E:\System Volume Information\_restore{4FBD8D9F-6E63-4B0B-A1EC-1859D8717B04}\RP8\A0000233.com Gen:Trojan.Heur.6000FFBDBD No action was possible

Object Name Threat Name Final Status

\System Volume Information\_restore{B05D9507-EE70-45B6-8866-87A0578AA978}\RP7\A0003933.exe=](Instyler o)=](Instyler Module 75)=](NSIS o)=]lzma_solid_nsis0006 Adware.Iebar.A Infected (no action was possible, file was in an archive)

\System Volume Information\_restore{4FBD8D9F-6E63-4B0B-A1EC-1859D8717B04}\RP8\A0000231.exe=](RAR Sfx o)=]svchost.exe Generic.Keylogger.C6F510F4 Infected (no action was possible, file was in an archive)

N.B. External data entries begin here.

//! Remove Cart Item Handler

use std::sync::Arc;

use salvo::{oapi::extract::PathParam, prelude::*};
use uuid::Uuid;

use crate::{carts::errors::into_status_error, extensions::*, state::State};

/// Remove Cart Item Handler
#[endpoint(
    tags("cart"),
    summary = "Remove Cart Item",
    security(("user_uuid" = [])),
    responses(
        (status_code = StatusCode::NO_CONTENT, description = "Cart item removed"),
        (status_code = StatusCode::NOT_FOUND, description = "Cart item not found"),
        (status_code = StatusCode::BAD_REQUEST, description = "Bad Request"),
        (status_code = StatusCode::INTERNAL_SERVER_ERROR, description = "Internal Server Error"),
    ),
)]
#[tracing::instrument(
    name = "cart.remove",
    skip(line, depot),
    fields(user_uuid = tracing::field::Empty, cart_item_uuid = tracing::field::Empty),
    err
)]
pub(crate) async fn handler(
    line: PathParam<Uuid>,
    depot: &mut Depot,
) -> Result<StatusCode, StatusError> {
    let state = depot.obtain_or_500::<Arc<State>>()?;
    let user = depot.user_uuid_or_401()?;
    let line = line.into_inner();

    let span = tracing::Span::current();

    span.record("user_uuid", tracing::field::display(user));
    span.record("cart_item_uuid", tracing::field::display(line));

    state
        .app
        .carts
        .remove_item(user, line.into())
        .await
        .map_err(into_status_error)?;

    tracing::info!(cart_item_uuid = %line, "removed cart item");

    Ok(StatusCode::NO_CONTENT)
}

\System Volume Information\_restore{4FBD8D9F-6E63-4B0B-A1EC-1859D8717B04}\RP8\A0000231.exe=](RAR Sfx o)=]svchosthk.dll Generic.Perfloger.BD9DEACE Infected (no action was possible, file was in an archive)

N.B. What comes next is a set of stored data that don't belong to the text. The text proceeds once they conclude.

//! Preview Coupon On Own Checkout Handler

use std::sync::Arc;

use salvo::{oapi::extract::PathParam, prelude::*};
use uuid::Uuid;

use crate::{
    checkouts::{errors::into_status_error, models::CouponPreviewResponse},
    extensions::*,
    state::State,
};

/// Preview Coupon On Own Checkout Handler
///
/// What the caller's order would cost with `coupon`. Orders belonging to someone else are
/// reported as not found.
#[endpoint(
    tags("checkout"),
    summary = "Preview Coupon On Own Order",
    security(("user_uuid" = [])),
    responses(
        (status_code = StatusCode::OK, description = "Preview computed"),
        (status_code = StatusCode::NOT_FOUND, description = "Order or coupon not found"),
        (status_code = StatusCode::BAD_REQUEST, description = "Coupon does not apply to this order"),
        (status_code = StatusCode::CONFLICT, description = "Coupon used up"),
        (status_code = StatusCode::INTERNAL_SERVER_ERROR, description = "Internal Server Error"),
    ),
)]
pub(crate) async fn handler(
    checkout: PathParam<Uuid>,
    coupon: PathParam<Uuid>,
    depot: &mut Depot,
) -> Result<Json<CouponPreviewResponse>, StatusError> {
    let state = depot.obtain_or_500::<Arc<State>>()?;
    let user = depot.user_uuid_or_401()?;

    let preview = state
        .app
        .checkouts
        .preview_user_coupon(
            user,
            checkout.into_inner().into(),
            coupon.into_inner().into(),
        )
        .await
        .map_err(into_status_error)?;

    Ok(Json(preview.into()))
}
//! Cancel Checkout Handler

use std::sync::Arc;

use salvo::{
    oapi::{
        ToSchema,
        extract::{JsonBody, PathParam},
    },
    prelude::*,
};
use serde::{Deserialize, Serialize};
use uuid::Uuid;

use crate::{
    checkouts::{errors::into_status_error, models::CheckoutResponse},
    extensions::*,
    state::State,
};

/// Cancel Checkout Request
#[derive(Debug, Serialize, Deserialize, ToSchema)]
#[serde(rename_all = "camelCase")]
pub(crate) struct CancelCheckoutRequest {
    #[serde(default)]
    pub reason: Option<String>,
}

/// Cancel Checkout Handler
///
/// Cancelling an already cancelled order returns it unchanged.
#[endpoint(
    tags("admin"),
    summary = "Cancel Order",
    security(("user_uuid" = [])),
    responses(
        (status_code = StatusCode::OK, description = "Order cancelled"),
        (status_code = StatusCode::NOT_FOUND, description = "Order not found"),
        (status_code = StatusCode::CONFLICT, description = "Order can no longer be cancelled"),
        (status_code = StatusCode::INTERNAL_SERVER_ERROR, description = "Internal Server Error"),
    ),
)]
#[tracing::instrument(
    name = "checkouts.cancel",
    skip(checkout, json, depot),
    fields(checkout_uuid = tracing::field::Empty),
    err
)]
pub(crate) async fn handler(
    checkout: PathParam<Uuid>,
    json: JsonBody<CancelCheckoutRequest>,
    depot: &mut Depot,
) -> Result<Json<CheckoutResponse>, StatusError> {
    let state = depot.obtain_or_500::<Arc<State>>()?;
    let checkout = checkout.into_inner();

    tracing::Span::current().record("checkout_uuid", tracing::field::display(checkout));

    let order = state
        .app
        .checkouts
        .cancel(checkout.into(), json.into_inner().reason)
        .await
        .map_err(into_status_error)?;

    Ok(Json(order.into()))
}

\System Volume Information\_restore{4FBD8D9F-6E63-4B0B-A1EC-1859D8717B04}\RP8\A0000231.exe=](RAR Sfx o)=]svchostwb.dll Trojan.Keylogger.Perfect.1.4.7 Infected (no action was possible, file was in an archive)

\System Volume Information\_restore{4FBD8D9F-6E63-4B0B-A1EC-1859D8717B04}\RP8\A0000231.exe=](RAR Sfx o)=]rinst.exe Trojan.Keylogger.Perfect.1.4.7 Infected (no action was possible, file was in an archive)

I have also attached the complete logs of both scans. Note, the Deep System Scan didn't complete since my computer restarted overnight due to Windows Update so I'll be rerunning it again .

An additional symptom I've noticed is whenever I restart, I can't open my hard drives by double-clicking; it asks to choose a program to open them. I always go into regedit and delete the first mountpoints2 I find to temporarily fix the problem but if anyone can shed some light on this I'd be grateful.

/applications/core/interface/file/attachment.php?id=4880" data-fileid="4880" rel="">1236618956_1_02_Full_Scan_.xml

/applications/core/interface/file/attachment.php?id=4881" data-fileid="4881" rel="">1236590283_3_02_Deep_Scan_.xml

Find more posts tagged with

Comments

john305

Hi yes all u have to do is turn off system restore reboot and turn it back on again. You of course lose all restore points but there infected anyway.

Niels

Dear Tiedwai,

It might be that BitDefender prevents the deletion of these restore points. Open BitDefender switch to advanced view go to antivirus,high light the shield tab, uncheck real-time protection is enabled choose 5 minutes. After you have done that:

Click on start,right click on (my) computer,choose properties,system restore,check turn system restore off for all stations press on apply and ok. Reboot your pc. Do the same thing but now uncheck turn system restore off for all stations press on apply and ok.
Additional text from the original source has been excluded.